Doctors in states banning abortion are, as a consequence of fear of prosecution, avoiding discussing medically necessary abortions with patients, even with critically ill patients such as Yeni. And this is causing women to die. Yeni should have been told the true danger she was in — and all of her available options. The Catholic hospital network treating Yeni continually — and knowingly — failed her when she was at her most vulnerable.
Ascension Seton is the second largest and wealthiest Catholic hospital network in the United States, running 140 hospitals in 19 states. The National Nurses United union recently released a report titled, “How Ascension Betrays its Mission by Gutting Care for Pregnant Patients and Babies.” The report goes into detail about how Ascension is closing obstetrics health care in low-income communities, eliminating care in predominantly Black and Latino neighborhoods and heightening the nationwide maternal death rate.
Medical neglect by Catholic hospitals is not confined to states with outright abortion bans. In another case involving a Catholic hospital in Ohio, Brittany Watts, a young Black woman, was criminally charged after suffering a miscarriage at 21 weeks and six days at home last September. She was arrested under an obscure Ohio law penalizing the treatment of a human corpse in a way that would “outrage . . . community standards,” a fifth-degree felony. The outrage was the way she was treated.
Watts was admitted to a Catholic hospital after severe vaginal bleeding. Her waters had broken and she had severely low amniotic fluid, which endangered her. Medical staff recommended inducing the nonviable fetus but spent eight hours deliberating whether it was legal to induce labor, even though under Ohio law at that time, abortion was legal through 22 to 24 weeks. Watts left without receiving appropriate care, then returned a day later only to leave again without receiving treatment, after waiting four more hours as staff deliberated. Watts returned to the hospital after she miscarried at home because of complications, including a retained placenta. That’s when the Catholic hospital that hadn’t given her appropriate treatment called the police, even though Watts miscarried at home, after being told the miscarriage was inevitable and that the fetus was too immature due to gestational age to survive outside the womb.
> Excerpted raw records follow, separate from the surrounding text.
//! Patient-response checks
//!
//! Six check groups run in fixed order against a simulated patient's reply.
//! Each contributes issues at a minimum severity; the collector keeps the
//! pass monotonic so a critical safety hit dominates everything after it.

use once_cell::sync::Lazy;
use regex::Regex;

use medvoice_config::GuardrailLexicon;
use medvoice_core::{PatientPersona, Severity, Turn, TurnRole};

use crate::collector::IssueCollector;
use crate::{contains_any, count_hits};

const MIN_WORDS: usize = 10;
const MAX_WORDS: usize = 100;

static AGE_CLAIM: Lazy<Regex> = Lazy::new(|| {
    Regex::new(r"(?i)\b(?:i am|i'm)\s+(\d{1,3})\s*(?:years?\s*old)?\b")
        .expect("valid age-claim pattern")
});

/// Denial phrasings checked against prior patient turns, per symptom.
const DENIAL_FORMS: [&str; 3] = ["no {}", "don't have {}", "haven't had {}"];

pub(crate) struct PatientChecks<'a> {
    pub lexicon: &'a GuardrailLexicon,
    pub advice: &'a [Regex],
    pub pii: &'a [Regex],
}

#[derive(Debug, PartialEq, Eq)]
enum DetectedTone {
    Anxious,
    Calm,
    Frustrated,
    Neutral,
}

impl PatientChecks<'_> {
    pub fn run(
        &self,
        response: &str,
        persona: &PatientPersona,
        history: &[Turn],
    ) -> IssueCollector {
        let mut issues = IssueCollector::new();
        let lower = response.to_lowercase();

        self.check_length(response, &mut issues);
        self.check_prohibited(response, &lower, &mut issues);
        self.check_persona_consistency(&lower, persona, history, &mut issues);
        self.check_medical_consistency(&lower, persona, &mut issues);
        self.check_tone(&lower, persona, &mut issues);
        self.check_context(&lower, &mut issues);

        issues
    }

    fn check_length(&self, response: &str, issues: &mut IssueCollector) {
        let words = response.split_whitespace().count();
        if words < MIN_WORDS {
            issues.push(
                format!("Response too short (minimum {MIN_WORDS} words)"),
                Severity::Medium,
            );
        } else if words > MAX_WORDS {
            issues.push(
                format!("Response too long (maximum {MAX_WORDS} words)"),
                Severity::Medium,
            );
        }
    }

    fn check_prohibited(&self, response: &str, lower: &str, issues: &mut IssueCollector) {
        if self.advice.iter().any(|re| re.is_match(response)) {
            issues.push(
                "Contains prohibited advice-giving language",
                Severity::Critical,
            );
        }
        if self.pii.iter().any(|re| re.is_match(response)) {
            issues.push(
                "Contains personal identifying information",
                Severity::Critical,
            );
        }
        if let Some(phrase) = contains_any(lower, &self.lexicon.boundary_violation_phrases) {
            issues.push(
                format!("Crosses the patient-professional boundary: \"{phrase}\""),
                Severity::Medium,
            );
        }
    }

    fn check_persona_consistency(
        &self,
        lower: &str,
        persona: &PatientPersona,
        history: &[Turn],
        issues: &mut IssueCollector,
    ) {
        if persona.is_minor() {
            if let Some(phrase) = contains_any(lower, &self.lexicon.adult_register_phrases) {
                issues.push(
                    format!("Adult-register language for a minor patient: \"{phrase}\""),
                    Severity::High,
                );
            }
        }
        if let Some(phrase) = contains_any(lower, &self.lexicon.cultural_blocklist) {
            issues.push(
                format!("Contains culturally insensitive language: \"{phrase}\""),
                Severity::High,
            );
        }
        if let Some(claim) = AGE_CLAIM
            .captures(lower)
            .and_then(|c| c.get(1)?.as_str().parse::<u32>().ok())
        {
            if claim != u32::from(persona.age) {
                issues.push(
                    format!(
                        "Stated age {claim} contradicts the patient's age {}",
                        persona.age
                    ),
                    Severity::High,
                );
            }
        }

        let prior: String = history
            .iter()
            .filter(|t| t.role == TurnRole::Patient)
            .map(|t| t.text.to_lowercase())
            .collect::<Vec<_>>()
            .join("\n");
        for symptom in &self.lexicon.symptom_vocabulary {
            if !lower.contains(symptom.as_str()) {
                continue;
            }
            let denied = DENIAL_FORMS
                .iter()
                .any(|form| prior.contains(form.replace("{}", symptom).as_str()));
            if denied {
                issues.push(
                    format!("Affirms \"{symptom}\" after denying it in an earlier turn"),
                    Severity::High,
                );
            }
        }
    }

    /// Symptoms and medications mentioned must be a subset of the persona's
    /// declared sets; an invented complaint breaks the simulation.
    fn check_medical_consistency(
        &self,
        lower: &str,
        persona: &PatientPersona,
        issues: &mut IssueCollector,
    ) {
        let declared_symptoms: Vec<String> = persona
            .current_symptoms
            .iter()
            .map(|s| s.to_lowercase())
            .collect();
        for symptom in &self.lexicon.symptom_vocabulary {
            if lower.contains(symptom.as_str())
                && !declared_symptoms
                    .iter()
                    .any(|d| d == symptom || d.contains(symptom.as_str()))
            {
                issues.push(
                    format!("Mentions symptom not in the patient profile: \"{symptom}\""),
                    Severity::Medium,
                );
            }
        }

        let declared_medications: Vec<String> = persona
            .medications
            .iter()
            .map(|m| m.to_lowercase())
            .collect();
        for medication in &self.lexicon.medication_vocabulary {
            if lower.contains(medication.as_str())
                && !declared_medications
                    .iter()
                    .any(|d| d == medication || d.contains(medication.as_str()))
            {
                issues.push(
                    format!("Mentions medication not in the patient profile: \"{medication}\""),
                    Severity::Medium,
                );
            }
        }
    }

    fn check_tone(&self, lower: &str, persona: &PatientPersona, issues: &mut IssueCollector) {
        let detected = self.detect_tone(lower);
        let expects_distress = persona.expects_distressed_tone();
        match detected {
            DetectedTone::Calm if expects_distress => issues.push(
                "Calm, untroubled tone is inconsistent with the patient's emotional state",
                Severity::Medium,
            ),
            DetectedTone::Anxious if !expects_distress => issues.push(
                "Anxious tone is inconsistent with a calm patient",
                Severity::Medium,
            ),
            DetectedTone::Frustrated
                if persona.emotional_state != medvoice_core::EmotionalState::Frustrated =>
            {
                issues.push(
                    "Frustrated tone is inconsistent with the patient's emotional state",
                    Severity::Medium,
                )
            }
            _ => {}
        }
    }

    fn detect_tone(&self, lower: &str) -> DetectedTone {
        let anxious = count_hits(lower, &self.lexicon.anxious_tone_words);
        let calm = count_hits(lower, &self.lexicon.calm_tone_words);
        let frustrated = count_hits(lower, &self.lexicon.frustrated_tone_words);
        let top = anxious.max(calm).max(frustrated);
        if top == 0 {
            DetectedTone::Neutral
        } else if anxious == top {
            DetectedTone::Anxious
        } else if frustrated == top {
            DetectedTone::Frustrated
        } else {
            DetectedTone::Calm
        }
    }

    fn check_context(&self, lower: &str, issues: &mut IssueCollector) {
        if contains_any(lower, &self.lexicon.healthcare_context_terms).is_none() {
            issues.push(
                "Response lacks healthcare context",
                Severity::Medium,
            );
        }
    }
}

#[cfg(test)]
mod tests {
    use super::*;
    use medvoice_core::EmotionalState;

    fn checks(lexicon: &GuardrailLexicon) -> PatientChecks<'_> {
        PatientChecks {
            lexicon,
            advice: &[],
            pii: &[],
        }
    }

    fn persona() -> PatientPersona {
        let mut p = PatientPersona::new("Ana", 55, "hypertension");
        p.current_symptoms = vec!["headache".into(), "dizziness".into()];
        p.medications = vec!["lisinopril".into()];
        p
    }

    #[test]
    fn short_response_issue_wording() {
        let lexicon = GuardrailLexicon::default();
        let issues = checks(&lexicon).run("I feel sick today.", &persona(), &[]);
        let result = issues.into_result(Some("sub".into()));
        assert!(result
            .issues
            .contains(&"Response too short (minimum 10 words)".to_string()));
        assert!(result.severity >= Severity::Medium);
    }

    #[test]
    fn clean_response_passes() {
        let lexicon = GuardrailLexicon::default();
        let response =
            "Doctor, the headache has been bothering me since Monday and I feel quite unwell.";
        let result = checks(&lexicon)
            .run(response, &persona(), &[])
            .into_result(None);
        assert!(result.is_valid, "unexpected issues: {:?}", result.issues);
    }

    #[test]
    fn undeclared_symptom_is_flagged() {
        let lexicon = GuardrailLexicon::default();
        let response =
            "Doctor, I have had chest pain and a headache since my appointment last week.";
        let result = checks(&lexicon)
            .run(response, &persona(), &[])
            .into_result(Some("sub".into()));
        assert!(!result.is_valid);
        assert!(result
            .issues
            .iter()
            .any(|i| i.contains("chest pain")));
    }

    #[test]
    fn age_contradiction_detected() {
        let lexicon = GuardrailLexicon::default();
        let response = "I'm 30 years old and my headache medicine has not helped me at all.";
        let result = checks(&lexicon)
            .run(response, &persona(), &[])
            .into_result(Some("sub".into()));
        assert!(result.issues.iter().any(|i| i.contains("Stated age 30")));
        assert_eq!(result.severity, Severity::High);
    }

    #[test]
    fn denied_then_affirmed_symptom() {
        let lexicon = GuardrailLexicon::default();
        let history = vec![
            Turn::professional("Any nausea?"),
            Turn::patient("No nausea at all, doctor, just the headache bothering me."),
        ];
        let mut persona = persona();
        persona.current_symptoms.push("nausea".into());
        let response = "The nausea has been terrible since this morning, doctor, I feel sick.";
        let result = checks(&lexicon)
            .run(response, &persona, &history)
            .into_result(Some("sub".into()));
        assert!(result
            .issues
            .iter()
            .any(|i| i.contains("after denying")));
    }

    #[test]
    fn calm_tone_flagged_for_worried_persona() {
        let lexicon = GuardrailLexicon::default();
        let mut p = persona();
        p.emotional_state = EmotionalState::Worried;
        let response =
            "Everything is fine doctor, I feel relaxed and comfortable about the headache.";
        let result = checks(&lexicon).run(response, &p, &[]).into_result(None);
        assert!(result
            .issues
            .iter()
            .any(|i| i.contains("inconsistent with the patient's emotional state")));
    }

    #[test]
    fn minor_with_adult_register() {
        let lexicon = GuardrailLexicon::default();
        let mut p = PatientPersona::new("Sam", 14, "asthma");
        p.current_symptoms = vec!["wheezing".into()];
        let response = "My wife says the wheezing gets worse at night when I try to sleep.";
        let result = checks(&lexicon).run(response, &p, &[]).into_result(None);
        assert!(result.issues.iter().any(|i| i.contains("minor")));
        assert_eq!(result.severity, Severity::High);
    }
}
As Watts’ attorney Traci Timko put it, “Rather than focusing on healing physically and emotionally, she was arrested and charged with a felony and is fighting for her freedom and reputation.” Timko told CNN that Watts was “demonized for something that takes place in the privacy of [women’s] homes regularly.” The coroner’s report found the fetus had died in utero and had no signs of injury. Earlier this month, reason prevailed after a grand jury thankfully dismissed the criminal charges that should never have been filed. And, thankfully, Watts survived.
Both of these cases point to the dangerous landscape pregnant women are now facing around the nation, now not confined to Catholic hospitals but every OB-GYN practice and hospital in 21 states banning or severely restricting abortion care. You can now be criminalized for having a miscarriage, and you can now die without ever even discussing the life-saving option of abortion with the doctors entrusted with your care. Yeni’s avoidable death is quite certainly a grim portent of further such instances to come.